▸ WORK TO BE COMPLETED: Lines that include the word "HostServices" should be copied from the listing that follows.
▬▬▬▬▬▬▬▬▬▬
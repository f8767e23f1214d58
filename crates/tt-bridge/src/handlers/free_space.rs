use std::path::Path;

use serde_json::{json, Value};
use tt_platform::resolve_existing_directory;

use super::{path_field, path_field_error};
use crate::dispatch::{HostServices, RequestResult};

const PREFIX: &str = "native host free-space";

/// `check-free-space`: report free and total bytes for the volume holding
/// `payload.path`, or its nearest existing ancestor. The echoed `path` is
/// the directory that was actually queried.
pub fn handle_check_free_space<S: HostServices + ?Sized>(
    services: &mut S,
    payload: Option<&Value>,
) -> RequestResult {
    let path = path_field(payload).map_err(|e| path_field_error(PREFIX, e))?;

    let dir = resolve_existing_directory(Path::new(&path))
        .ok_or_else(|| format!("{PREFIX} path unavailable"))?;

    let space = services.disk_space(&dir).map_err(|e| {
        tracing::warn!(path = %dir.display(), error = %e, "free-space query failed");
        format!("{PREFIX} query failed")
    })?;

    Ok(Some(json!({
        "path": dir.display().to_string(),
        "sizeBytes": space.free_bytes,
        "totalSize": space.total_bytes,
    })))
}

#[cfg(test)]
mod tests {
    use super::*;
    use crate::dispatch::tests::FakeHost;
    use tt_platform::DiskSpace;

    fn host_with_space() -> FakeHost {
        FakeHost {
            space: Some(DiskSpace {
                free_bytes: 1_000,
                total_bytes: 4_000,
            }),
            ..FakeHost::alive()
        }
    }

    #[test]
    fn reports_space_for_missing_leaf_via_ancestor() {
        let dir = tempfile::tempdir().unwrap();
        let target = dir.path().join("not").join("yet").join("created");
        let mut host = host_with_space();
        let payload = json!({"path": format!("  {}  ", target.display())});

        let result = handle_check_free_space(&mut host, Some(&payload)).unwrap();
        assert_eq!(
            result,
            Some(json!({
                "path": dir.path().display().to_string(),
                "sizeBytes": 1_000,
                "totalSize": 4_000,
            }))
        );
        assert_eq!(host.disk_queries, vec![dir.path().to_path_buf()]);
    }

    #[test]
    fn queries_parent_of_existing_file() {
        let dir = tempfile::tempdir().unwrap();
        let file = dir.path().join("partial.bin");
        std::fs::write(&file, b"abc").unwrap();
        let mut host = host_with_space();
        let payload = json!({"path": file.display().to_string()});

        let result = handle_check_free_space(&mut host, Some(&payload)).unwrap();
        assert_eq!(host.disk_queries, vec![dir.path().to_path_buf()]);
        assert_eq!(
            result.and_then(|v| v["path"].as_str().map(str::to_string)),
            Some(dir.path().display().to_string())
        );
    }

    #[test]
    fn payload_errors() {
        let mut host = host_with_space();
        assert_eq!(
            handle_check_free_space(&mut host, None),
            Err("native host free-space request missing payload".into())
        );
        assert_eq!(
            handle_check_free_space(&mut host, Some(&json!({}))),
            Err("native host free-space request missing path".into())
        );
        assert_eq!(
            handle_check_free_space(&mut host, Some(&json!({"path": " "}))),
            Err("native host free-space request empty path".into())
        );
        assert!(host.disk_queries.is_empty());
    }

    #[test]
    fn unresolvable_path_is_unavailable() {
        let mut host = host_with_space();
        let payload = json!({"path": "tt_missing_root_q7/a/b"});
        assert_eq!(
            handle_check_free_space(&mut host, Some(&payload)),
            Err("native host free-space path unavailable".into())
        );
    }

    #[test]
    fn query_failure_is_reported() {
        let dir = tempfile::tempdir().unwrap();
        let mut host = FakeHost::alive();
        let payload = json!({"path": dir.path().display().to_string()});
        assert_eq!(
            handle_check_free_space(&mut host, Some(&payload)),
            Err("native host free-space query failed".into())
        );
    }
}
▬▬▬▬▬▬▬▬▬▬
▸ SOLUTION FOR THIS PROBLEM:
use crate::dispatch::{HostServices, RequestResult};
pub fn handle_check_free_space<S: HostServices + ?Sized>(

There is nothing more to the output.